*TASK INPUTS*
==================================================
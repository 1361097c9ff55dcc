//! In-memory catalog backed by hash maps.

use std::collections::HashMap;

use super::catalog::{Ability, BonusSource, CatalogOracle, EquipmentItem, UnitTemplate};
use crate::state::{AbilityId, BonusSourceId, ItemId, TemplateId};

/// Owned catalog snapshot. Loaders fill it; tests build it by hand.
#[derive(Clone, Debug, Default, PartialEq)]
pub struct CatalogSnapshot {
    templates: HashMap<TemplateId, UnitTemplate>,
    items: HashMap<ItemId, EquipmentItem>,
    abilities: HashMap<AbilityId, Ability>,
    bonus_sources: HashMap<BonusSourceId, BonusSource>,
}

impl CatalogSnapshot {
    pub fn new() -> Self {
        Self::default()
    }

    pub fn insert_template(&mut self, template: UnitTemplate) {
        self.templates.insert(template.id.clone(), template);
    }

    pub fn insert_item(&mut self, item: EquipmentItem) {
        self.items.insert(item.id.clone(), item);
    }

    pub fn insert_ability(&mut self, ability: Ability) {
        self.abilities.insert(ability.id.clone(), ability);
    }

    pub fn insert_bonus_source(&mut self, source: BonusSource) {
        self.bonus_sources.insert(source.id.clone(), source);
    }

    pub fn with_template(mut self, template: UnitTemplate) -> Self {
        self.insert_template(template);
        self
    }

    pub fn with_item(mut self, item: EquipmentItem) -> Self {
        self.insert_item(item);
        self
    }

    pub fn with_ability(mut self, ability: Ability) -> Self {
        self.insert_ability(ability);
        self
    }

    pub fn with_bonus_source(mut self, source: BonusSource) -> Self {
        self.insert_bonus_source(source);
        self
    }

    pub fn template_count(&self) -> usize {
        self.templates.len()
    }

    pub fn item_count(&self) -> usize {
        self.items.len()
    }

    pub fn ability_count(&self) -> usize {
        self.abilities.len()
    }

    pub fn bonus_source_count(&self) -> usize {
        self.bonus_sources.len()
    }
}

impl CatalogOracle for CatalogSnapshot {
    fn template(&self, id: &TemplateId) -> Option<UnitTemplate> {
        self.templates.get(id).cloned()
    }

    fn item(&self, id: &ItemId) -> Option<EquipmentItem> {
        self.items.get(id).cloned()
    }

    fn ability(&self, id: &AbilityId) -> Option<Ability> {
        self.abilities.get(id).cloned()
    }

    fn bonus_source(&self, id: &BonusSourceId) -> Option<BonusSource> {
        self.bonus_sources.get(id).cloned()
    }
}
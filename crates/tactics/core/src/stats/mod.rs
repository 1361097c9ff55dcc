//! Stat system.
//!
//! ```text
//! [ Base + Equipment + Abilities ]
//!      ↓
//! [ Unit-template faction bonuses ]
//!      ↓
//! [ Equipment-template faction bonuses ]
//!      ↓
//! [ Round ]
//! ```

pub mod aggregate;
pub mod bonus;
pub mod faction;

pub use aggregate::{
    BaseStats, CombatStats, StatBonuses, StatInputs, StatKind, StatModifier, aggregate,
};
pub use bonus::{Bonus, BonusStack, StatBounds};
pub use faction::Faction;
==================================================
*WORK TASK*
Include the first line, the line containing "self.templates.insert(template.id.clone(), template);", and every line between them, copied exactly from the material above; output no other line.

*RESULT OF THIS EXERCISE*
repository 1361097c9ff55dcc
//! In-memory catalog backed by hash maps.

use std::collections::HashMap;

use super::catalog::{Ability, BonusSource, CatalogOracle, EquipmentItem, UnitTemplate};
use crate::state::{AbilityId, BonusSourceId, ItemId, TemplateId};

/// Owned catalog snapshot. Loaders fill it; tests build it by hand.
#[derive(Clone, Debug, Default, PartialEq)]
pub struct CatalogSnapshot {
    templates: HashMap<TemplateId, UnitTemplate>,
    items: HashMap<ItemId, EquipmentItem>,
    abilities: HashMap<AbilityId, Ability>,
    bonus_sources: HashMap<BonusSourceId, BonusSource>,
}

impl CatalogSnapshot {
    pub fn new() -> Self {
        Self::default()
    }

    pub fn insert_template(&mut self, template: UnitTemplate) {
        self.templates.insert(template.id.clone(), template);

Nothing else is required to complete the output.